Finding the Minimum Value of x in Hyperbolic Calculus

[synkk]

q: http://gyazo.com/297417b9665206ae8e38cb8b5d930a83

I'm stuck trying to find the value of x when TN is a minimum

here's what I've tried so far:

Let T be the point (a,0) and N be the point (b,0)
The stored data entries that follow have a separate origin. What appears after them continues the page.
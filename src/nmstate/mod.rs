//! Bounded pool around the `nmstatectl` network-config compiler.
//!
//! Each host's declarative network document is compiled by running `nmstatectl gc <file>`
//! as a child process. Calls share one counting semaphore, so no matter how many hosts are
//! compiled concurrently, at most `ceiling` processes run at once. Every call:
//!
//! 1. waits for a permit (or cancellation),
//! 2. writes the document to a private temp file,
//! 3. runs the compiler with stdout and stderr captured separately,
//! 4. canonicalizes each returned connection profile (see [`keyfile`]).
//!
//! Cancellation kills the child. The temp file and the permit are released on every path.

pub mod keyfile;

use crate::{config::PipelineConfig, error::PipelineError};
use once_cell::sync::OnceCell;
use regex::Regex;
use serde::{Deserialize, Serialize};
use sha2::{Digest, Sha256};
use std::{
    fmt::Display,
    io::Write,
    path::{Path, PathBuf},
    process::Stdio,
    sync::{
        atomic::{AtomicUsize, Ordering},
        Arc,
    },
};
use tokio::{process::Command, sync::Semaphore};
use tokio_util::sync::CancellationToken;

pub const GC_SUBCOMMAND: &str = "gc";
pub const MAC_INTERFACE_FILE: &str = "mac_interface.ini";
const ERROR_MARKER: &str = "Error:";
const INPUT_PREFIX: &str = "host-config";

static MAC_ADDRESS: OnceCell<Regex> = OnceCell::new();

fn mac_address_pattern() -> Result<&'static Regex, PipelineError> {
    Ok(MAC_ADDRESS.get_or_try_init(|| Regex::new(r"^([0-9A-Fa-f]{2}[:-]){5}[0-9A-Fa-f]{2}$"))?)
}

#[derive(Debug, Clone, PartialEq, Eq, Serialize, Deserialize)]
#[serde(rename_all = "camelCase")]
pub struct MacInterface {
    pub name: String,
    pub mac_address: String,
}

/// One host's network input: an nmstate document plus the MAC addresses of its NICs.
#[derive(Debug, Clone, PartialEq, Eq, Serialize, Deserialize)]
#[serde(rename_all = "camelCase")]
pub struct HostNetworkConfig {
    pub network_yaml: String,
    #[serde(default)]
    pub interfaces: Vec<MacInterface>,
}

impl HostNetworkConfig {
    pub fn validate(&self) -> Result<(), PipelineError> {
        if self.network_yaml.trim().is_empty() {
            return Err(PipelineError::Custom(
                "host network document is empty".to_string(),
            ));
        }
        let pattern = mac_address_pattern()?;
        for interface in &self.interfaces {
            if !pattern.is_match(&interface.mac_address) {
                return Err(PipelineError::Custom(format!(
                    "invalid MAC address {:?} for interface {:?}",
                    interface.mac_address, interface.name
                )));
            }
        }
        Ok(())
    }

    /// Directory name for this host's compiled files: hex SHA-256 of the document and MAC map.
    pub fn directory_name(&self) -> String {
        let mut hasher = Sha256::new();
        hasher.update(self.network_yaml.as_bytes());
        hasher.update([0u8]);
        hasher.update(mac_interface_map(&self.interfaces).as_bytes());
        hex::encode(hasher.finalize())
    }
}

/// A file produced by the compiler, relative to the caller's output directory.
#[derive(Debug, Clone, PartialEq, Eq, Serialize, Deserialize)]
pub struct CompiledFile {
    pub path: PathBuf,
    pub contents: String,
}

#[derive(Debug, Default, Deserialize)]
struct GeneratedConfig {
    #[serde(rename = "NetworkManager", default)]
    network_manager: Vec<(String, String)>,
}

/// `mac=name` lines, stably sorted so hosts with equal inputs produce equal files.
pub fn mac_interface_map(interfaces: &[MacInterface]) -> String {
    let mut lines: Vec<String> = interfaces
        .iter()
        .map(|interface| format!("{}={}", interface.mac_address, interface.name))
        .collect();
    lines.sort();
    lines.join("\n")
}

/// Diagnostic text after the last `Error:` marker in stderr, or the raw exit status.
fn classify_failure(status: impl Display, stderr: &str) -> PipelineError {
    if let Some(index) = stderr.rfind(ERROR_MARKER) {
        let message = stderr[index + ERROR_MARKER.len()..].trim();
        if !message.is_empty() {
            return PipelineError::Compiler(message.to_string());
        }
    }
    PipelineError::Compiler(format!("nmstatectl {status}: {}", stderr.trim()))
}

struct RunningGuard<'a> {
    running: &'a AtomicUsize,
}

impl<'a> RunningGuard<'a> {
    fn enter(running: &'a AtomicUsize, peak: &AtomicUsize) -> Self {
        let now = running.fetch_add(1, Ordering::SeqCst) + 1;
        peak.fetch_max(now, Ordering::SeqCst);
        RunningGuard { running }
    }
}

impl Drop for RunningGuard<'_> {
    fn drop(&mut self) {
        self.running.fetch_sub(1, Ordering::SeqCst);
    }
}

pub struct NetworkConfigCompiler {
    binary: PathBuf,
    ceiling: usize,
    permits: Arc<Semaphore>,
    running: AtomicUsize,
    peak: AtomicUsize,
}

impl NetworkConfigCompiler {
    pub fn new(binary: impl Into<PathBuf>, ceiling: usize) -> Self {
        let ceiling = ceiling.max(1);
        NetworkConfigCompiler {
            binary: binary.into(),
            ceiling,
            permits: Arc::new(Semaphore::new(ceiling)),
            running: AtomicUsize::new(0),
            peak: AtomicUsize::new(0),
        }
    }

    pub fn from_config(config: &PipelineConfig) -> Self {
        NetworkConfigCompiler::new(config.nmstatectl.clone(), config.max_concurrent_compiles)
    }

    pub fn binary(&self) -> &Path {
        &self.binary
    }

    pub fn ceiling(&self) -> usize {
        self.ceiling
    }

    /// Compiler processes alive right now.
    pub fn running(&self) -> usize {
        self.running.load(Ordering::SeqCst)
    }

    /// Highest number of simultaneously alive compiler processes seen so far.
    pub fn peak_running(&self) -> usize {
        self.peak.load(Ordering::SeqCst)
    }

    /// Compile one host. Returns the canonical connection profiles sorted by file name,
    /// followed by [`MAC_INTERFACE_FILE`].
    pub async fn compile(
        &self,
        cancel: &CancellationToken,
        host: &HostNetworkConfig,
    ) -> Result<Vec<CompiledFile>, PipelineError> {
        host.validate()?;
        let _permit = tokio::select! {
            biased;
            _ = cancel.cancelled() => return Err(PipelineError::OperationCancelled),
            permit = self.permits.acquire() => permit.map_err(|_| {
                PipelineError::Compiler("compiler pool is closed".to_string())
            })?,
        };

        let stdout = self.run_gc(cancel, &host.network_yaml).await?;
        let generated: GeneratedConfig = if stdout.trim().is_empty() {
            GeneratedConfig::default()
        } else {
            serde_yaml::from_str(&stdout).map_err(|e| {
                PipelineError::Compiler(format!("unexpected compiler output: {e}"))
            })?
        };

        let mut files = Vec::with_capacity(generated.network_manager.len() + 1);
        for (name, contents) in generated.network_manager {
            if Path::new(&name).file_name().and_then(|n| n.to_str()) != Some(name.as_str()) {
                return Err(PipelineError::Compiler(format!(
                    "compiler produced an invalid file name {name:?}"
                )));
            }
            files.push(CompiledFile {
                path: PathBuf::from(name),
                contents: keyfile::canonicalize(&contents)?,
            });
        }
        files.sort_by(|a, b| a.path.cmp(&b.path));
        files.push(CompiledFile {
            path: PathBuf::from(MAC_INTERFACE_FILE),
            contents: mac_interface_map(&host.interfaces),
        });
        Ok(files)
    }

    /// Compile every host concurrently, each into its own [`HostNetworkConfig::directory_name`]
    /// directory. The first failure abandons (and kills) the remaining compiles.
    pub async fn compile_all(
        &self,
        cancel: &CancellationToken,
        hosts: &[HostNetworkConfig],
    ) -> Result<Vec<CompiledFile>, PipelineError> {
        let per_host = futures::future::try_join_all(hosts.iter().map(|host| async move {
            let directory = PathBuf::from(host.directory_name());
            let files = self.compile(cancel, host).await?;
            Ok::<_, PipelineError>(
                files
                    .into_iter()
                    .map(|file| CompiledFile {
                        path: directory.join(file.path),
                        contents: file.contents,
                    })
                    .collect::<Vec<_>>(),
            )
        }))
        .await?;

        let mut files: Vec<CompiledFile> = per_host.into_iter().flatten().collect();
        files.sort_by(|a, b| a.path.cmp(&b.path));
        // Identical hosts land in the same directory.
        files.dedup_by(|a, b| a.path == b.path);
        Ok(files)
    }

    async fn run_gc(
        &self,
        cancel: &CancellationToken,
        document: &str,
    ) -> Result<String, PipelineError> {
        let mut input = tempfile::Builder::new()
            .prefix(INPUT_PREFIX)
            .suffix(".yaml")
            .tempfile()?;
        input.write_all(document.as_bytes())?;
        input.flush()?;

        let _running = RunningGuard::enter(&self.running, &self.peak);
        tracing::debug!(
            "[nmstate] Running {:?} {} {:?}",
            self.binary,
            GC_SUBCOMMAND,
            input.path()
        );
        let child = Command::new(&self.binary)
            .arg(GC_SUBCOMMAND)
            .arg(input.path())
            .stdin(Stdio::null())
            .stdout(Stdio::piped())
            .stderr(Stdio::piped())
            .kill_on_drop(true)
            .spawn()
            .map_err(|e| {
                PipelineError::Compiler(format!("failed to start {}: {e}", self.binary.display()))
            })?;

        let output = tokio::select! {
            biased;
            _ = cancel.cancelled() => {
                tracing::debug!("[nmstate] Cancelled, killing {:?}", self.binary);
                return Err(PipelineError::OperationCancelled);
            }
            output = child.wait_with_output() => output.map_err(|e| {
                PipelineError::Compiler(format!("failed to wait for {}: {e}", self.binary.display()))
            })?,
        };

        if !output.status.success() {
            let stderr = String::from_utf8_lossy(&output.stderr);
            let err = classify_failure(output.status, &stderr);
            tracing::debug!("[nmstate] Compile failed: {}", err);
            return Err(err);
        }
        String::from_utf8(output.stdout)
            .map_err(|e| PipelineError::Compiler(format!("compiler output is not UTF-8: {e}")))
    }
}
line of tangent through P:

$y = sinh(x)(x-a)$
line of normal through P $y = \dfrac{-1}{sinh(x)}(x-b)$

my plan was to rearrange for a and b and find b-a and try differentiate that and set the derivative to be 0 and solve for x:

$a = x - \dfrac{y}{sinh(x)}$
$b = y(sinh(x)) + x$
$b - a = y(sinh(x) + \dfrac{1}{sinh(x)})$
$\dfrac{d(b-a)}{dx} = \dfrac{dy}{dx} (sinh(x) + \dfrac{1}{sinh(x)}) + y(cosh(x) - coth(x)cosech(x)) = sinh^2(x) + 1 + y(cosh(x) - coth(x)cosech(x)) = 0$ but I can't seem to solve that

any ideas on where I went wrong?

 

[tiny-tim]

hi synkk!

$a = x - \dfrac{y}{sinh(x)}$
$b = y(sinh(x)) + x$
$b - a = y(sinh(x) + \dfrac{1}{sinh(x)})$
$\dfrac{d(b-a)}{dx} = \dfrac{dy}{dx} (sinh(x) + \dfrac{1}{sinh(x)}) + y(cosh(x) - coth(x)cosech(x)) = sinh^2(x) + 1 + y(cosh(x) - coth(x)cosech(x)) = 0$ but I can't seem to solve that

erm …

y isn't a variable, y is coshx ! ​

 

[synkk]

hi synkk! erm …

y isn't a variable, y is coshx ! ​

oh thank you, but is my method correct?

following on from this I get $x = arsinh(\dfrac{1}{\sqrt{2}})$ is this correct?

 

[tiny-tim]

yup!

 

[FeDeX_LaTeX]

You could have saved yourself differentiating $\sinh(x) + \frac{1}{\sinh(x)}$ by instead adding the two terms and noting the hyperbolic trig identity -- otherwise, all correct.